[Opening Exercise inputs section]

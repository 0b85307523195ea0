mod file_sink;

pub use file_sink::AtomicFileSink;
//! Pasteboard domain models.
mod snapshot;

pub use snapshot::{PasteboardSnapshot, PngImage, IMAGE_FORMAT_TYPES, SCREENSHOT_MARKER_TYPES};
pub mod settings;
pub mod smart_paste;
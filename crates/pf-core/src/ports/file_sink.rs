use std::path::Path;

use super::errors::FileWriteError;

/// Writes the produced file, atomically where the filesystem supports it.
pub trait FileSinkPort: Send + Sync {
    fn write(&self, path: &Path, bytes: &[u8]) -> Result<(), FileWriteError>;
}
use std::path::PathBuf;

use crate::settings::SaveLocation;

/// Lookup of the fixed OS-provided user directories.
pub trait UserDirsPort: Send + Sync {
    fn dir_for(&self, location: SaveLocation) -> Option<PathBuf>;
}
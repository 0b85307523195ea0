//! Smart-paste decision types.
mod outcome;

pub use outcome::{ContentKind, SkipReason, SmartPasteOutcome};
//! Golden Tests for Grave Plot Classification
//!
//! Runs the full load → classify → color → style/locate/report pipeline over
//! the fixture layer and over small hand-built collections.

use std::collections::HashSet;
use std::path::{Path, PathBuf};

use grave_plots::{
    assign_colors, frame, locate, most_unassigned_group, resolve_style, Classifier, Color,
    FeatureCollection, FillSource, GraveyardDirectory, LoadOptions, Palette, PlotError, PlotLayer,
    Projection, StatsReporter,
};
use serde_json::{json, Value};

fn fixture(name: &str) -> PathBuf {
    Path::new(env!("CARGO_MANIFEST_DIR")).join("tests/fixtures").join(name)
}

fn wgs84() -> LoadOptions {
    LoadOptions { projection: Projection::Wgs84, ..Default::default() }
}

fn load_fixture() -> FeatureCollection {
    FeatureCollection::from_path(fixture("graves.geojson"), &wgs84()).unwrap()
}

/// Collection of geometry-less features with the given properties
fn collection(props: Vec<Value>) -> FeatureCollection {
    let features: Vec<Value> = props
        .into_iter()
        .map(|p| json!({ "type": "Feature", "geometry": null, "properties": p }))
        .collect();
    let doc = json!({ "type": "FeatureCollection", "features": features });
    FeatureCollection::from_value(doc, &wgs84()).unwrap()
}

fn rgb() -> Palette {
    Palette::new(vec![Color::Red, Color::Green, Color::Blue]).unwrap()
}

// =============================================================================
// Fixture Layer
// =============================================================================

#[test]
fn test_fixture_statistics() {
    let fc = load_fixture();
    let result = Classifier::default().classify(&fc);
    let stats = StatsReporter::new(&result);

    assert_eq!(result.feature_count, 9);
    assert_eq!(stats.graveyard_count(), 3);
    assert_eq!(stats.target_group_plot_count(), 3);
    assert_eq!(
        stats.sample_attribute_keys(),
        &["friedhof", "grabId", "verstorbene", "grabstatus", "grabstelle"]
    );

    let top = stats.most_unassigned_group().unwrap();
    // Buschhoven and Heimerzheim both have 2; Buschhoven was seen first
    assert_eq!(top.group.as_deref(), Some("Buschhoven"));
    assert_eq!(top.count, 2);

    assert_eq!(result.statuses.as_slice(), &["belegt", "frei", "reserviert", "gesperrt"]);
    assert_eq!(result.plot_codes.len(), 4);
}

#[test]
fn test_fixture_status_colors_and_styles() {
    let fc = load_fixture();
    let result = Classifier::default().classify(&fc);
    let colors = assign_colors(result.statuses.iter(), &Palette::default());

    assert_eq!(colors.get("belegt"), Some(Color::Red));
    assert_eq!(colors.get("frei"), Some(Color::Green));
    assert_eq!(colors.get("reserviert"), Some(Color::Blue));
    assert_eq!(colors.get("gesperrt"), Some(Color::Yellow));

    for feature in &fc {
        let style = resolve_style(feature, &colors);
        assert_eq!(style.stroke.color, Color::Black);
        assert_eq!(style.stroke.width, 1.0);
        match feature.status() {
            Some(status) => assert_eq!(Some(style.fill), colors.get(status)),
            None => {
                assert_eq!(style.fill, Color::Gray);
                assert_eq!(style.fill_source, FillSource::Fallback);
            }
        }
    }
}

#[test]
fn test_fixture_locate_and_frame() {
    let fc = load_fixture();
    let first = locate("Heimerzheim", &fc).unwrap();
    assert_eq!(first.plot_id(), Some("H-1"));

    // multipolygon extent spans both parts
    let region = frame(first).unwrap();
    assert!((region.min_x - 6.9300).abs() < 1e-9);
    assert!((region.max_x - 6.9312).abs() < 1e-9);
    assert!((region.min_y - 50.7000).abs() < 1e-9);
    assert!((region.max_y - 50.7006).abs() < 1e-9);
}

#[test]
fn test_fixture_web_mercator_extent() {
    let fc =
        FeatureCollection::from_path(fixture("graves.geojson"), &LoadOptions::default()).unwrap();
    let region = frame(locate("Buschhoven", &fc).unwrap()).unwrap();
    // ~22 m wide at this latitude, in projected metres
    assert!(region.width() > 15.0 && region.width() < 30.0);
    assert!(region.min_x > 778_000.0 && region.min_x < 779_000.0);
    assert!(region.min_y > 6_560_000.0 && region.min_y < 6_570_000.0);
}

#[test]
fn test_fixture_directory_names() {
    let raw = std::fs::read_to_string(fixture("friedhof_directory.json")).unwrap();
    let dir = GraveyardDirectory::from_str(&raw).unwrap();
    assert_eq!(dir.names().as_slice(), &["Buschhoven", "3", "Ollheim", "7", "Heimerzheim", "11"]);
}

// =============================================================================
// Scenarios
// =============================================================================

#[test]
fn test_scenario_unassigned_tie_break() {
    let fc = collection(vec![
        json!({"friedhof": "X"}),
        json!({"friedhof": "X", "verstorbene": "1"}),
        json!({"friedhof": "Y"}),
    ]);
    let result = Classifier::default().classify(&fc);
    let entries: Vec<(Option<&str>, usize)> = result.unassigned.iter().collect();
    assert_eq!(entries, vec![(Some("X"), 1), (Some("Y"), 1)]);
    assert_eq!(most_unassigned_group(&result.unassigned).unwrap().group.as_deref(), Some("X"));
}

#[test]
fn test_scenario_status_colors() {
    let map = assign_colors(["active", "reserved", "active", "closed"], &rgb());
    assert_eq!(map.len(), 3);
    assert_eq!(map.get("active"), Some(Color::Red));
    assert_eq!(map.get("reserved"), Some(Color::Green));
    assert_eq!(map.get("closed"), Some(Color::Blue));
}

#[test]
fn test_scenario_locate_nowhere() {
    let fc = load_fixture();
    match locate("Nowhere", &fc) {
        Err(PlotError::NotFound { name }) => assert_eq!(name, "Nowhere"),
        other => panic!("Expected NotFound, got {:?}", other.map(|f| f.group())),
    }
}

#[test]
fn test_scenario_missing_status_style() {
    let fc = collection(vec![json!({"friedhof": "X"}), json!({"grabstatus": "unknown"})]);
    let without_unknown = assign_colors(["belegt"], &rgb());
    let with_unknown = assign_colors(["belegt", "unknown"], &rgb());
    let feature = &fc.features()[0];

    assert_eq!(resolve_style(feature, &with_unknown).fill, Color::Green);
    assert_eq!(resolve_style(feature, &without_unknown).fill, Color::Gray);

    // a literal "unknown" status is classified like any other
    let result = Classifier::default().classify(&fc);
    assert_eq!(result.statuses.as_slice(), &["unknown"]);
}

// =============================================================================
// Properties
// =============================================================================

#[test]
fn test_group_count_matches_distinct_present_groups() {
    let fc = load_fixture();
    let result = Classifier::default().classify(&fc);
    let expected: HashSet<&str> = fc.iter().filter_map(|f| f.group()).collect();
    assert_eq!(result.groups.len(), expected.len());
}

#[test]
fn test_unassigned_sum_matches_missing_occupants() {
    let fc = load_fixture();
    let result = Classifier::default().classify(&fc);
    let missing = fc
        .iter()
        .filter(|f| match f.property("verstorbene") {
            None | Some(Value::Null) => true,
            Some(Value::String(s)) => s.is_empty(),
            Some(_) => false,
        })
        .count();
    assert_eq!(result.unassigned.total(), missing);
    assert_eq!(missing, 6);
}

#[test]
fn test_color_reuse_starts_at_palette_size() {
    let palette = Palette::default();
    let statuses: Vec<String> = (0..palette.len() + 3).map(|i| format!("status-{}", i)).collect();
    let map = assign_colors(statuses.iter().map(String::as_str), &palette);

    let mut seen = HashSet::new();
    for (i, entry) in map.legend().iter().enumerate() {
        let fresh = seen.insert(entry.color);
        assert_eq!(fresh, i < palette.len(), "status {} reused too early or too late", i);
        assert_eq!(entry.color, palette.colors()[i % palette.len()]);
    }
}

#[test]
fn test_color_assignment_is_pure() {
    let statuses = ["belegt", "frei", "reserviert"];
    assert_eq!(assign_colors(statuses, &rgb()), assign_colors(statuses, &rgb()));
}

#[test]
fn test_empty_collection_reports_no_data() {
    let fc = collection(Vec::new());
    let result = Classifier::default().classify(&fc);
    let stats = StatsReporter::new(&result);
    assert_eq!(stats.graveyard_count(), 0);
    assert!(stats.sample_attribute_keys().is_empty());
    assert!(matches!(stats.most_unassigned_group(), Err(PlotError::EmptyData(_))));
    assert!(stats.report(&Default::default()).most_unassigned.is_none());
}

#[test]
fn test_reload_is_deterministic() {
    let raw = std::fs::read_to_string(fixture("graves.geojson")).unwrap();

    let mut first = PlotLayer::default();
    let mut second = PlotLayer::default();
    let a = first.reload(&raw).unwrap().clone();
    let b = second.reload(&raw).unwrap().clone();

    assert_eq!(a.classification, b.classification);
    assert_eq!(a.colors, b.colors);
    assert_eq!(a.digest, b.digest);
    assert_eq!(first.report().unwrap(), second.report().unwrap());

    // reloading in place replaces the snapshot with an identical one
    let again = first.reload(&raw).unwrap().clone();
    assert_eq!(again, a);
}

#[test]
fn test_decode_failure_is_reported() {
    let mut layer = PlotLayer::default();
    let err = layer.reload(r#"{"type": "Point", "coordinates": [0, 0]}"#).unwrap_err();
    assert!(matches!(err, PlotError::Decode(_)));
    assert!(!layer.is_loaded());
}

[Closing Exercise inputs section]

▶ **Required work**:
If a line in the data above includes the string "PathBuf", copy it.

▶ **Output for this task**:
use std::path::PathBuf;
    fn dir_for(&self, location: SaveLocation) -> Option<PathBuf>;
use std::path::{Path, PathBuf};
fn fixture(name: &str) -> PathBuf {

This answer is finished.